__Exercise description__. Every line from the beginning of the data through the line containing "clear the stage." should be reproduced exactly, and no further lines should be output.

__Data extract__.

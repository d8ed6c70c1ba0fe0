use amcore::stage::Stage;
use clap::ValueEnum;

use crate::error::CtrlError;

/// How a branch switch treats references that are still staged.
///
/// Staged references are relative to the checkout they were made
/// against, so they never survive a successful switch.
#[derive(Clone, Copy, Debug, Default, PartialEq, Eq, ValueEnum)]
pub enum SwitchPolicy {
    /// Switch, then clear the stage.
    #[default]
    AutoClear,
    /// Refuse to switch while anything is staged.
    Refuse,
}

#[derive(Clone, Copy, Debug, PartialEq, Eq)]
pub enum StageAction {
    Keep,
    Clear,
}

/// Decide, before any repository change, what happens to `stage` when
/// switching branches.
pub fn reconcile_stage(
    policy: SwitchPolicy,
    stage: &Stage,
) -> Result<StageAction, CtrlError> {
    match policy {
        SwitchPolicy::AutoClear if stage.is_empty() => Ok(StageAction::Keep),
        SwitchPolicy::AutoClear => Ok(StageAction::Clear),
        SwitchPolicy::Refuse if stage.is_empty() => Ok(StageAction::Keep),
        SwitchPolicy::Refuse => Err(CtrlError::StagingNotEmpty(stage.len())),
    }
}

__Answer box__.
repository d8ed6c70c1ba0fe0
use amcore::stage::Stage;
use clap::ValueEnum;

use crate::error::CtrlError;

/// How a branch switch treats references that are still staged.
///
/// Staged references are relative to the checkout they were made
/// against, so they never survive a successful switch.
#[derive(Clone, Copy, Debug, Default, PartialEq, Eq, ValueEnum)]
pub enum SwitchPolicy {
    /// Switch, then clear the stage.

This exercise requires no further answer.